The pre method receives a mutable reference to the emulator as well as a candidate. In this method, you should 'inject' the candidate somewhere in the runtime environment. It might be setting a register to the candidate value, or to write it somewhere in memory; but ultimately this is specific to what you are trying to achieve. You can find two examples in p2o-miami22-finders.rs (and you can read the full story for more background info at Competing in Pwn2Own ICS 2022 Miami: Exploiting a zero click remote memory corruption in ICONICS Genesis64).

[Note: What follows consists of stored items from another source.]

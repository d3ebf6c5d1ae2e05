//! # Scenario モジュール
//!
//! YAML形式のシナリオファイルを読み込み、検証し、シミュレーション環境を構築します。

use serde::{Deserialize, Serialize};
use std::fs;
use std::path::{Path, PathBuf};

use crate::models::*;
use crate::simulation::Environment;

/// 組み込みのデモシナリオ
const DEMO_SCENARIO: &str = include_str!("../scenarios/simple_collection.yaml");

/// シナリオメタデータ
#[derive(Debug, Deserialize, Serialize)]
pub struct ScenarioMeta {
    pub version: String,
    pub name: String,
    #[serde(default)]
    pub description: String,
}

/// シミュレーション設定
#[derive(Debug, Deserialize, Serialize)]
pub struct SimulationConfig {
    /// 1ティックで進む時間
    #[serde(default = "default_speed_rate")]
    pub speed_rate: u64,
    pub run_until: u64,
    #[serde(default)]
    pub seed: u64,
}

fn default_speed_rate() -> u64 {
    1
}

/// フィールド設定
#[derive(Debug, Deserialize, Serialize)]
pub struct WorldConfig {
    pub land_width: f64,
    pub land_height: f64,
}

/// 記憶領域1つ分の設定
#[derive(Debug, Clone, Copy, Deserialize, Serialize)]
pub struct BufferConfig {
    pub capacity: u64,
    pub io_speed: u64,
}

impl BufferConfig {
    fn build(&self) -> Memory {
        Memory::new(self.capacity, self.io_speed)
    }
}

/// 記憶モデル設定
#[derive(Debug, Clone, Copy, Deserialize, Serialize)]
pub struct MemoryConfig {
    pub sending_buffer: BufferConfig,
    pub receiving_buffer: BufferConfig,
    pub memory: BufferConfig,
}

impl MemoryConfig {
    fn build(&self) -> MemoryModel {
        MemoryModel::new(self.sending_buffer.build(), self.receiving_buffer.build(), self.memory.build())
    }
}

/// センサー設定
#[derive(Debug, Deserialize, Serialize)]
pub struct SensorConfig {
    pub position: Vector,
    pub memory: MemoryConfig,
    pub network: NetworkSettings,
    pub data_collecting_rate: u64,
    pub packet_size: u64,
    pub packet_life_time: u64,
    #[serde(default = "default_sampling_rate")]
    pub sampling_rate: u64,
}

fn default_sampling_rate() -> u64 {
    1
}

/// 基地局設定
#[derive(Debug, Deserialize, Serialize)]
pub struct BaseStationConfig {
    pub position: Vector,
    pub memory: MemoryConfig,
    pub network: NetworkSettings,
}

/// ウェイポイント設定
#[derive(Debug, Deserialize, Serialize)]
pub struct WayPointConfig {
    pub position: Vector,
    #[serde(default)]
    pub collection_rate: u64,
}

/// UAV設定
///
/// 速度は経路（ウェイポイントと `speed`）から区間ごとに決まるため設定項目はありません。
/// `position` はウェイポイント0と一致している必要があります。
#[derive(Debug, Deserialize, Serialize)]
pub struct UavConfig {
    pub position: Vector,
    pub memory: MemoryConfig,
    pub network: NetworkSettings,
    pub speed: f64,
    #[serde(default)]
    pub loop_route: bool,
    #[serde(default)]
    pub way_points: Vec<WayPointConfig>,
}

/// 完全なシナリオ設定
#[derive(Debug, Deserialize, Serialize)]
pub struct ScenarioConfig {
    pub meta: ScenarioMeta,
    pub sim: SimulationConfig,
    pub world: WorldConfig,
    #[serde(default)]
    pub energy_model: EnergyModel,
    #[serde(default)]
    pub sensors: Vec<SensorConfig>,
    #[serde(default)]
    pub base_stations: Vec<BaseStationConfig>,
    #[serde(default)]
    pub uavs: Vec<UavConfig>,
}

impl ScenarioConfig {
    /// YAMLファイルからシナリオ設定を読み込み
    pub fn from_file<P: AsRef<Path>>(path: P) -> Result<Self, ScenarioError> {
        let path = path.as_ref();

        // ファイル存在チェック
        if !path.exists() {
            return Err(ScenarioError::FileNotFound(path.to_path_buf()));
        }

        let contents = fs::read_to_string(path).map_err(|e| ScenarioError::IoError(path.to_path_buf(), e))?;
        Self::parse(&contents, path)
    }

    /// YAML文字列からシナリオ設定を読み込み
    pub fn from_yaml(contents: &str) -> Result<Self, ScenarioError> {
        Self::parse(contents, Path::new("<inline>"))
    }

    /// 組み込みのデモシナリオ
    pub fn demo() -> Result<Self, ScenarioError> {
        Self::parse(DEMO_SCENARIO, Path::new("<demo>"))
    }

    fn parse(contents: &str, path: &Path) -> Result<Self, ScenarioError> {
        let config: ScenarioConfig =
            serde_yaml::from_str(contents).map_err(|e| ScenarioError::ParseError(path.to_path_buf(), e))?;
        config.validate()?;
        Ok(config)
    }

    /// 設定の検証
    pub fn validate(&self) -> Result<(), ScenarioError> {
        if self.sim.speed_rate == 0 {
            return Err(ScenarioError::ValidationError("speed_rate must be positive".to_string()));
        }
        if self.sim.run_until == 0 {
            return Err(ScenarioError::ValidationError("run_until must be positive".to_string()));
        }
        if self.world.land_width <= 0.0 || self.world.land_height <= 0.0 {
            return Err(ScenarioError::ValidationError("Invalid land size".to_string()));
        }

        for (index, sensor) in self.sensors.iter().enumerate() {
            let label = format!("Sensor {}", index);
            if sensor.packet_size == 0 {
                return Err(ScenarioError::ValidationError(format!("{}: packet_size must be positive", label)));
            }
            if sensor.sampling_rate == 0 {
                return Err(ScenarioError::ValidationError(format!("{}: sampling_rate must be positive", label)));
            }
            self.validate_device(&label, &sensor.position, &sensor.network)?;
        }

        for (index, station) in self.base_stations.iter().enumerate() {
            self.validate_device(&format!("BaseStation {}", index), &station.position, &station.network)?;
        }

        for (index, uav) in self.uavs.iter().enumerate() {
            let label = format!("UAV {}", index);
            if uav.speed <= 0.0 {
                return Err(ScenarioError::ValidationError(format!("{}: speed must be positive", label)));
            }
            self.validate_device(&label, &uav.position, &uav.network)?;
            // 経路はウェイポイント0から始まる
            if let Some(first) = uav.way_points.first() {
                if first.position != uav.position {
                    return Err(ScenarioError::ValidationError(format!(
                        "{}: position must match way point 0",
                        label
                    )));
                }
            }
            for (wp_index, way_point) in uav.way_points.iter().enumerate() {
                if !self.is_position_in_bounds(&way_point.position) {
                    return Err(ScenarioError::ValidationError(format!(
                        "{}: way point {} outside land bounds",
                        label, wp_index
                    )));
                }
            }
        }

        Ok(())
    }

    fn validate_device(&self, label: &str, position: &Vector, network: &NetworkSettings) -> Result<(), ScenarioError> {
        if !self.is_position_in_bounds(position) {
            return Err(ScenarioError::ValidationError(format!("{} outside land bounds", label)));
        }
        if network.coverage_radius < 0.0 {
            return Err(ScenarioError::ValidationError(format!("{}: coverage_radius must not be negative", label)));
        }
        let protocol = &network.protocol;
        let fractions = [protocol.data_loss_percentage, protocol.data_loss_probability];
        if fractions.iter().any(|value| !(0.0..=1.0).contains(value)) {
            return Err(ScenarioError::ValidationError(format!(
                "{}: data loss fractions must be within [0, 1]",
                label
            )));
        }
        Ok(())
    }

    /// 位置が領域内かどうかをチェック
    fn is_position_in_bounds(&self, position: &Vector) -> bool {
        position.is_inside_land(self.world.land_width, self.world.land_height)
    }

    /// シナリオからシミュレーション環境を構築
    pub fn build_environment(&self) -> Environment {
        let sensors = self
            .sensors
            .iter()
            .enumerate()
            .map(|(index, config)| {
                let device = Device::new(
                    DeviceRef::sensor(index),
                    config.position,
                    config.memory.build(),
                    config.network,
                    self.energy_model,
                );
                Sensor::new(device, config.data_collecting_rate, config.packet_size, config.packet_life_time)
                    .with_sampling_rate(config.sampling_rate)
            })
            .collect();

        let base_stations = self
            .base_stations
            .iter()
            .enumerate()
            .map(|(index, config)| {
                BaseStation::new(Device::new(
                    DeviceRef::base_station(index),
                    config.position,
                    config.memory.build(),
                    config.network,
                    self.energy_model,
                ))
            })
            .collect();

        let uavs = self
            .uavs
            .iter()
            .enumerate()
            .map(|(index, config)| {
                let device = Device::new(
                    DeviceRef::uav(index),
                    config.position,
                    config.memory.build(),
                    config.network,
                    self.energy_model,
                );
                let mut uav = Uav::new(device, config.speed).with_loop_route(config.loop_route);
                for way_point in &config.way_points {
                    uav.add_way_point(way_point.position, way_point.collection_rate);
                }
                uav
            })
            .collect();

        Environment::new(
            self.world.land_width,
            self.world.land_height,
            self.sim.speed_rate,
            self.sim.run_until,
            self.sim.seed,
            uavs,
            sensors,
            base_stations,
        )
    }

    /// シナリオの概要を表示
    pub fn print_summary(&self) {
        println!("=== シナリオ情報 ===");
        println!("名前: {}", self.meta.name);
        println!("説明: {}", self.meta.description);
        println!("バージョン: {}", self.meta.version);
        println!();

        println!("=== シミュレーション設定 ===");
        println!("時間倍率: {}", self.sim.speed_rate);
        println!("終了時刻: {}", self.sim.run_until);
        println!("シード値: {}", self.sim.seed);
        println!("フィールド: {:.1} x {:.1}", self.world.land_width, self.world.land_height);
        println!();

        println!("=== デバイス ===");
        println!("センサー: {}基", self.sensors.len());
        let total_rate: u64 = self.sensors.iter().map(|s| s.data_collecting_rate).sum();
        println!("総生成レート: {} 単位/ティック", total_rate);
        println!("基地局: {}基", self.base_stations.len());
        println!("UAV: {}機", self.uavs.len());

        for (index, uav) in self.uavs.iter().enumerate() {
            let total_collection: u64 = uav.way_points.iter().map(|w| w.collection_rate).sum();
            println!(
                "  UAV {}: ウェイポイント {}箇所 (収集予定 {} 単位, 速度 {:.1})",
                index,
                uav.way_points.len(),
                total_collection,
                uav.speed
            );
        }
    }
}

/// シナリオ読み込みエラー
#[derive(Debug)]
pub enum ScenarioError {
    FileNotFound(PathBuf),
    IoError(PathBuf, std::io::Error),
    ParseError(PathBuf, serde_yaml::Error),
    ValidationError(String),
}

impl std::fmt::Display for ScenarioError {
    fn fmt(&self, f: &mut std::fmt::Formatter<'_>) -> std::fmt::Result {
        match self {
            ScenarioError::FileNotFound(path) => {
                write!(f, "シナリオファイルが見つかりません: {}", path.display())
            }
            ScenarioError::IoError(path, err) => {
                write!(f, "ファイル読み込みエラー {}: {}", path.display(), err)
            }
            ScenarioError::ParseError(path, err) => {
                write!(f, "YAML解析エラー {}: {}", path.display(), err)
            }
            ScenarioError::ValidationError(msg) => {
                write!(f, "設定検証エラー: {}", msg)
            }
        }
    }
}

impl std::error::Error for ScenarioError {
    fn source(&self) -> Option<&(dyn std::error::Error + 'static)> {
        match self {
            ScenarioError::IoError(_, err) => Some(err),
            ScenarioError::ParseError(_, err) => Some(err),
            _ => None,
        }
    }
}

impl Finder for Pwn2OwnMiami2022_2 {
    fn pre(&mut self, emu: &mut Emu, candidate: u64) -> Result<()> {
        // Here, we continue where we left off after the gadget found in |miami1|,
        // where we went from constrained arbitrary call, to unconstrained arbitrary
        // call. At this point, we want to pivot the stack to our heap chunk.
        //
        // ```
        // (1de8.1f6c): Access violation - code c0000005 (first/second chance not available)
        // For analysis of this file, run !analyze -v
        // mfc140u!_guard_dispatch_icall_nop:
        // 00007ffd`57427190 ffe0            jmp     rax {deadbeef`baadc0de}
        //
        // 0:011> dqs @rcx
        // 00000000`1970bf00  00000001`400aed08 GenBroker64+0xaed08
        // 00000000`1970bf08  bbbbbbbb`bbbbbbbb
        // 00000000`1970bf10  deadbeef`baadc0de <-- this is where @rax comes from
        // 00000000`1970bf18  61616161`61616161
        // ```
        self.rcx_before = emu.rcx();

        // Fix-up @rax with the candidate address.
        emu.set_rax(candidate);

        // Fix-up the buffer, where the address of the candidate would be if we were
        // executing it after |miami1|.
        let size_of_u64 = std::mem::size_of::<u64>() as u64;
        let second_qword = size_of_u64 * 2;
        emu.virt_write(Gva::from(self.rcx_before + second_qword), &candidate)?;

        // Overwrite the buffer we control with the `MARKER_PAGE_ADDR`. Skip the first 3
        // qwords, because the first and third ones are already used to hijack flow
        // and the second we skip it as it makes things easier.
        for qword_idx in 3..18 {
            let byte_idx = qword_idx * size_of_u64;
            emu.virt_write(
                Gva::from(self.rcx_before + byte_idx),
                &MARKER_PAGE_ADDR.u64(),
            )?;
        }

        Ok(())
    }
    // ...
}

The post method is invoked once emulation is done (either because it encountered a crash or it timed out) and this is where you look for the state you are looking for: a pivoted stack, a controlled @rip value, etc. Again, this is something specific to what you are trying to achieve.

impl Finder for Pwn2OwnMiami2022_2 {
    // ...
    fn post(&mut self, emu: &Emu) -> Result<bool> {
        // Let's check if we pivoted into our buffer AND that we also are able to
        // start a ROP chain.
        let wanted_landing_start = self.rcx_before + 0x18;
        let wanted_landing_end = self.rcx_before + 0x90;
        let pivoted = has_stack_pivoted_in_range(emu, wanted_landing_start..=wanted_landing_end);

        let mask = 0xffffffff_ffff0000;
        let rip = emu.rip();
        let rip_has_marker = (rip & mask) == (MARKER_PAGE_ADDR.u64() & mask);
        let is_interesting = pivoted && rip_has_marker;

        Ok(is_interesting)
    }
}

Once the post method returns, the emulator restores the memory as well as the CPU register, and goes on to evaluate the next candidate.